Valve seals and springs

I’m new to the group and have posted in the VF500 section before but I saw this and wondered if anyone had any thoughts. Seems like a good idea to me. The VF500 has a reputation for dropping valves so this would be an easier way of changing valve springs (if you can find them).
I’m posting in this section because I assume it gets more traffic. I have no affiliation with the seller.

http://www.ebay.co.uk/itm/Honda-ALL-VF500-VF700-VF750-Valve-Seal-or-Valve-Spring-Replacement-/121942988658?

hi jeremyr62,
welcome to the forum,
A few years ago, someone came on the forum asking if it were possible to change the stem seals on a vf while the engine was in situ, I rarther “poo poo’d” the idea, since then ive seen a few clips on you tube of engine tuners changing the stem seals and valve springs with what looks like a pry bar with a hole in it which sits over the valve and a bolt which goes into the cam cap mount, looked quite easy with the engine on the bench…
The tool you have linked to looks an excellent piece of kit.

Yes. I agree. It looks OK to me too. I asked him if it would work for line bored engines with the longer camshafts and he confessed he wasn’t sure. I think it will. He offered to refund if it doesn’t work. Might give it a go. I have three VF500 engines to mess with, all line bored too.

Hi J,been looking at this tool to do the valve seals on the Bol.
The alloy bar looks long enough to redrill to suit the line bored heads.
The tool looks the business but the shipping cost is horrendous.
Having talked it over with some other forum members l think we are going to have one between us
Regards Bif

This is his reply when I asked about it fitting to the line bored heads.

Can you measure between the 2 holes for the bearing cap? My tool is 1.42 inches, (36mm), center to center, so if you have that or so close you could drill the holes a little larger in my tool, then I think it would work. Honda is pretty consistent due to tooling etc. If it is different, it is no problem for me to make one with the correct center to center bolt spacing, I use a CNC mill and it would take about 15 minutes and at no additional cost to you. If I need to make one, I need measurements within about .005. Thanks, let me know. Tom

I checked the distance between the bolts on a line bored 1000 head,it looks like 46mm that’s with my glasses on.
Regards Bif

On a line bored 500, I measured it at 38.8mm+/-0.2mm. Two of the bolts holding the cam caps on are long fluted special uniform bearing stress jobbies. Not really deigned to be reused I expect so perhaps not quite a benign process as I thought. The seller is very helpful and good to deal with. His name is Tom. He seems to be associated with V65 Magnas and Sabres of Arizona. His email is azv65@aol.com

From the photos it looks as if the tool mounts on the two m6 threads at the outer edge of the cylinder head,one of these normally holds the oil feed pipe the other the end of the cam cap.
I will email and see what he says about modifying one to suit the FF
Regards Bif

Looking at the tool it would be more universal if either one or both of the mounting holes were slotted, this would probably allow it to fit loads of different bikes.
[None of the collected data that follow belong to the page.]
//! Development runner for the demo binary.
//!
//! Implements `cargo xtask dev`, which starts any containers the selected
//! backend needs, runs the demo with the matching cargo features, and stops
//! the containers again when the demo exits.

pub mod containers;
pub mod error;

use std::time::Duration;

use tokio::process::Command;

use crate::prelude::*;
use containers::{Backend, ContainerRuntime, ContainerSpec};
use error::{DevError, Result};

/// Development command.
#[derive(Debug, clap::Parser)]
#[command(long_about = "Run the demo in development mode.

Starts a local Redis container when the redis backend is selected, waits
for it to become healthy, then runs the demo binary with the matching
cargo features. Containers started by this command are stopped when the
demo exits.

Examples:
  cargo xtask dev                      # in-memory backend, no containers
  cargo xtask dev --backend redis      # Redis-backed, starts a container
  cargo xtask dev --backend redis --once --keep-containers")]
pub struct DevCommand {
    /// Store backend: memory (default), redis
    #[arg(long, default_value = "memory", env = "BOXOFFICE_BACKEND")]
    pub backend: Backend,

    /// Milliseconds to pause between demo actions
    #[arg(long, default_value = "1000")]
    pub pause_ms: u64,

    /// Run the demo script once and exit instead of waiting for Ctrl+C
    #[arg(long)]
    pub once: bool,

    /// Build in release mode
    #[arg(long)]
    pub release: bool,

    /// Use podman instead of docker
    #[arg(long, env = "BOXOFFICE_PODMAN")]
    pub podman: bool,

    /// Remove the Redis data volume before starting containers
    #[arg(long)]
    pub flush: bool,

    /// Keep containers running after the demo exits
    #[arg(long)]
    pub keep_containers: bool,
}

pub async fn run(command: DevCommand, global: crate::Global) -> Result<()> {
    let features = containers::cargo_features(command.backend);
    let required = containers::required_containers(command.backend);

    if !global.is_silent() {
        aprintln!("{} Starting demo", p_b("🎫"));
        aprintln!(
            "   Backend: {}, Features: {}",
            format!("{:?}", command.backend).to_lowercase(),
            p_y(features)
        );
    }

    // Detect container runtime if containers are needed
    let runtime = if !required.is_empty() {
        Some(containers::detect_runtime(command.podman).await?)
    } else {
        None
    };

    // Track started containers for cleanup
    let mut started_containers: Vec<&'static ContainerSpec> = Vec::new();

    if let Some(runtime) = runtime {
        // Handle --flush: drop persisted Redis data for a clean run
        if command.flush {
            for spec in &required {
                if !global.is_silent() {
                    aprintln!("{} Removing volume {}...", p_y("🗑"), spec.volume_name);
                }
                // The volume may not exist yet on a fresh machine
                let _ = containers::remove_volume(runtime, spec.volume_name).await;
            }
        }

        // Start required containers
        for spec in &required {
            if !global.is_silent() {
                aprintln!("{} Starting {}...", p_b("🐳"), spec.name);
            }

            match containers::start_container(runtime, spec).await {
                Ok(()) => {
                    started_containers.push(spec);
                }
                Err(e) => {
                    // Cleanup on error unless --keep-containers
                    if !command.keep_containers {
                        cleanup_containers(runtime, &started_containers, &global).await;
                    }
                    return Err(e);
                }
            }

            // Wait for health
            if !global.is_silent() {
                aprintln!("{} Waiting for {} to be healthy...", p_b("⏳"), spec.name);
            }

            match containers::wait_for_health(runtime, spec, Duration::from_secs(30)).await {
                Ok(()) => {
                    if !global.is_silent() {
                        aprintln!("{} {} is ready", p_g("✓"), spec.name);
                    }
                }
                Err(e) => {
                    if !command.keep_containers {
                        cleanup_containers(runtime, &started_containers, &global).await;
                    }
                    return Err(e);
                }
            }
        }
    }

    // Run the demo, then clean up regardless of how it went
    let status = run_demo_with_features(&command, features, &global).await;

    if !command.keep_containers {
        if let Some(runtime) = runtime {
            cleanup_containers(runtime, &started_containers, &global).await;
        }
    } else if !started_containers.is_empty() && !global.is_silent() {
        aprintln!("{} Containers left running (--keep-containers)", p_y("⚠"));
    }

    let status = status?;
    if !status.success() {
        return Err(DevError::Io(std::io::Error::other("Demo process failed")));
    }

    Ok(())
}

/// Clean up started containers.
async fn cleanup_containers(
    runtime: ContainerRuntime,
    containers: &[&'static ContainerSpec],
    global: &crate::Global,
) {
    for spec in containers {
        if !global.is_silent() {
            aprintln!("{} Stopping {}...", p_b("🐳"), spec.name);
        }
        let _ = containers::stop_container(runtime, spec.name).await;
    }
}

/// Run the demo binary with the backend's features and environment variables.
async fn run_demo_with_features(
    command: &DevCommand,
    features: &str,
    global: &crate::Global,
) -> Result<std::process::ExitStatus> {
    let pause_ms = command.pause_ms.to_string();

    let mut args = vec![
        "run",
        "-p",
        "boxoffice",
        "--no-default-features",
        "--features",
        features,
    ];
    if command.release {
        args.push("--release");
    }
    args.extend(["--", "--pause-ms", pause_ms.as_str()]);
    if command.once {
        args.push("--once");
    }

    let mut cmd = Command::new("cargo");
    cmd.args(&args);

    // Set all environment variables from the configuration
    let env_vars = containers::environment_variables(command.backend);
    if global.is_verbose() {
        for (key, value) in &env_vars {
            aprintln!("   {}={}", key, value);
        }
    }
    for (key, value) in env_vars {
        cmd.env(key, value);
    }

    Ok(cmd.status().await?)
}
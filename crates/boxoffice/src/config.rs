use std::{env, time::Duration};

/// Application configuration loaded from environment variables.
#[derive(Debug, Clone)]
pub struct Config {
    /// Cache TTL in seconds (default: 60)
    pub cache_ttl_seconds: u64,
    /// Maximum number of cache entries (default: 1,024)
    pub cache_max_entries: usize,
    /// Redis connection URL (default: "redis://localhost:6379")
    /// Note: Only used when the `redis` feature is enabled.
    #[allow(dead_code)]
    pub redis_url: String,
}

impl Config {
    /// Load configuration from environment variables.
    ///
    /// Environment variables:
    /// - `CACHE_TTL_SECONDS` - Cache TTL in seconds (default: 60)
    /// - `CACHE_MAX_ENTRIES` - Maximum cache entries (default: 1,024)
    /// - `REDIS_URL` - Redis connection URL (default: "redis://localhost:6379")
    pub fn from_env() -> Self {
        Self {
            cache_ttl_seconds: env::var("CACHE_TTL_SECONDS")
                .ok()
                .and_then(|v| v.parse().ok())
                .unwrap_or(60),
            cache_max_entries: env::var("CACHE_MAX_ENTRIES")
                .ok()
                .and_then(|v| v.parse().ok())
                .unwrap_or(1_024),
            redis_url: env::var("REDIS_URL")
                .unwrap_or_else(|_| "redis://localhost:6379".to_string()),
        }
    }

    /// Get cache TTL as a Duration.
    pub fn cache_ttl(&self) -> Duration {
        Duration::from_secs(self.cache_ttl_seconds)
    }
}

impl Default for Config {
    fn default() -> Self {
        Self::from_env()
    }
}

#[cfg(test)]
mod tests {
    use super::*;

    #[test]
    fn test_cache_ttl_conversion() {
        let config = Config {
            cache_ttl_seconds: 600,
            cache_max_entries: 1_024,
            redis_url: "redis://localhost:6379".to_string(),
        };

        assert_eq!(config.cache_ttl(), Duration::from_secs(600));
    }

    #[test]
    fn test_default_values() {
        // Clear environment variables to test defaults
        env::remove_var("CACHE_TTL_SECONDS");
        env::remove_var("CACHE_MAX_ENTRIES");
        env::remove_var("REDIS_URL");

        let config = Config::from_env();

        assert_eq!(config.cache_ttl_seconds, 60);
        assert_eq!(config.cache_max_entries, 1_024);
        assert_eq!(config.redis_url, "redis://localhost:6379");
    }
}
//! Redis error mapping to StoreError.

use boxoffice_core::store::StoreError;

/// Maps Redis errors to StoreError.
pub fn map_redis_error(err: redis::RedisError) -> StoreError {
    if err.is_connection_refusal() || err.is_timeout() || err.is_connection_dropped() {
        StoreError::ConnectionFailed(err.to_string())
    } else {
        StoreError::OperationFailed(err.to_string())
    }
}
He modified a version to fit my 1986 VF500. Took delivery today. If I get chance will try it at the weekend and report back.

I have tried it on one of my VF500 engines. The pictures of the installed tool are here.

5 new photos by Jeremy Robinson

It works really well. The force required to compress the spring in the VF500 is really not a lot. When you see the springs then you can see why. The inner spring is shockingly spindly. Which probably explains why they take a permanent set after high RPM abuse and exhaust valves drop. Valve springs are unobtainable now which is a pity as this tool would make swapping them a piece of cake.

Teambif ordered one to suit the 1000 FF model which has arrived and fits well.
The Bol will be first for the treatment as its oil consumption is a cause for concern.
New stem seals were fitted when the engine was rebuilt nearly two years ago but they were only the pattern ones from the after market gasket set.
I have sourced a set of genuine Honda seals and will try them and see if there is any improvement.
Regards Bif.

Getting the valve collets out was easy. Getting them back in far less so. I had to fiddle for ages just to get one set back in. I expect I will get faster with practice but it sure is fiddly work, and the potential to lose bits down the cam chain tunnel is very high.